Yunancası ve hafif aksanlı İngilizcesiyle Mavroyorgi’nin Sofia’sı çok inandırıcı. Oyunculuğu ve beden diliyle sayısız farklı karakteri canlandıran Katsis müthiş başarılı. Gary Salomon, aktörlükle müzisyenliği ustalıkla iç içe geçiriyor. Sahnede, beyaz perdede ve ekranda hep aynı yüksek düzeyi tutturan, doğuştan oyuncu Üzümoğlu, kusursuz İngilizcesi, doğru Yunanca telaffuzu, ilk kez keşfettiğimiz usta şarkıcılığı ve benzersiz doğallığıyla olağanüstü bir Fatih.
Hınzır, etkileyici, usta işi bir kurmaca-belgesel tiyatro örneği. Festivalin ikinci nefes kesici uluslararası yapımı olması bir yana, Cem’in Türk Tiyatrosunu yüzünün akıyla yurt dışında temsil etmesi gurur verici.
Festivalin paralelinde DasDas’ın benzersiz uyarlaması
‘Küçük Prens’
“İnsan ancak yüreğiyle baktığı zaman doğruyu görebilir. Gerçeğin mayası gözle görülmez.”
Dünya yorgunu Pilot Sahra Çölü’nde bozulan uçağını tamir etmeye çalışırken gizemli şekilde ortaya çıkan Küçük Prens’le karşılaşır. B-612 asteroidinde tek başına yaşayan, kimi kusuruna rağmen çok sevdiği gülüne özenle bakan Küçük Prens, gülü yalnız bırakarak bilgelik kazanma amacıyla farklı evrenlere yolculuğa çıkmıştır. Yıldızlar arası büyülü serüveni sırasında güller kadar dikenleri de tanımış, otorite tutkusu, kendini beğenmişlik, saplantı, sahip olma arzusu kavramlarını sorgulamış, hayatın anlamını dostluk ve sevgide bularak mutlu olmuştur. Prens özlediği gülüne döndüğünde, onun özgür ruhu, saflığı ve masumiyeti pilotun kendi hayatına yeni bir perspektif katmasını sağlayacaktır…
Saflığını ve masumiyetini kaybetmemiş bütün çocuklar anında duyumsasa da, Antoine de Saint Exupéry’nin ‘Küçük Prens’i, çocuk kitabı değil, her yaşa hitap eden benzersiz bir masaldır.
Dünyada kutsal kitapların ardından en çok okunan metni, sahneye çoklukla okuma tiyatrosu ya da hikâye anlatıcılığıyla aktarılmıştır.

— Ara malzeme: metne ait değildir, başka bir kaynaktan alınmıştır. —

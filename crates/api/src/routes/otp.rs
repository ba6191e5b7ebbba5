//! Route definitions for the `/otp` resource.

use axum::routing::{get, post};
use axum::Router;

use crate::handlers::otp;
use crate::state::AppState;

/// Routes mounted at `/otp`.
///
/// ```text
/// POST /generate  -> generate
/// POST /verify    -> verify
/// GET  /status    -> status
/// GET  /metrics   -> metrics
/// ```
pub fn router() -> Router<AppState> {
    Router::new()
        .route("/generate", post(otp::generate))
        .route("/verify", post(otp::verify))
        .route("/status", get(otp::status))
        .route("/metrics", get(otp::metrics))
}
//! Per-endpoint request ceilings, counted per (client IP, path).

/// Requests per window for paths without their own entry.
pub const DEFAULT_ENDPOINT_LIMIT: u32 = 1000;

const ENDPOINT_LIMITS: &[(&str, u32)] = &[
    ("/api/otp/generate", 5),
    ("/api/otp/verify", 10),
    ("/api/payment/create-intent", 10),
    ("/api/payment/confirm", 3),
    ("/api/eligibility/calculate", 20),
];

pub fn limit_for(path: &str) -> u32 {
    let path = path.trim_end_matches('/');
    ENDPOINT_LIMITS
        .iter()
        .find(|(p, _)| *p == path)
        .map(|(_, limit)| *limit)
        .unwrap_or(DEFAULT_ENDPOINT_LIMIT)
}

/// Limiter key; the prefix keeps it apart from code-issuance keys.
pub fn key(ip: &str, path: &str) -> String {
    format!("endpoint:{ip}:{}", path.trim_end_matches('/'))
}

Yönetmen Kayhan Berkin ve Dramaturg Ferdi Çetin radikal bir karar vererek teatral karşılığını birebir yansıtmayı yeğlemişler. Defalarca okuduğum kitabın her anını sahnede bulabildiğim, kimi sekansını gözlerim yaşararak izlediğim bu ‘Küçük Prens’ müthiş başarılı bir çalışma.
Başarıda Merve Yörük’ün Exupéry’nin büyülü dünyasını yansıtan dekorunun, Nihal Kaplangı’nın olağanüstü kostümleriyle Cem Yılmazer & Yasin Gültepe’nin usta işi ışık tasarımının payı büyük. Oyunculuklarsa dört dörtlük. Pilotu ve gezegenlerdeki karakterleri üstlenen Doruk Şengün ile Kenan Ece çok iyiler. Deniz Işın hem harika bir gül, hem ürkünç bir yılan olmuş. Taha Tegin Özdemir’in Prens’i, saçları sapsarı olmasa da sevimli, sevilesi ve inandırıcı.
Sezonun olmazsa olmazlarından. 10 & 17 Aralık 17.00 ve gelecek yıl boyunca DasDas Sahne’de.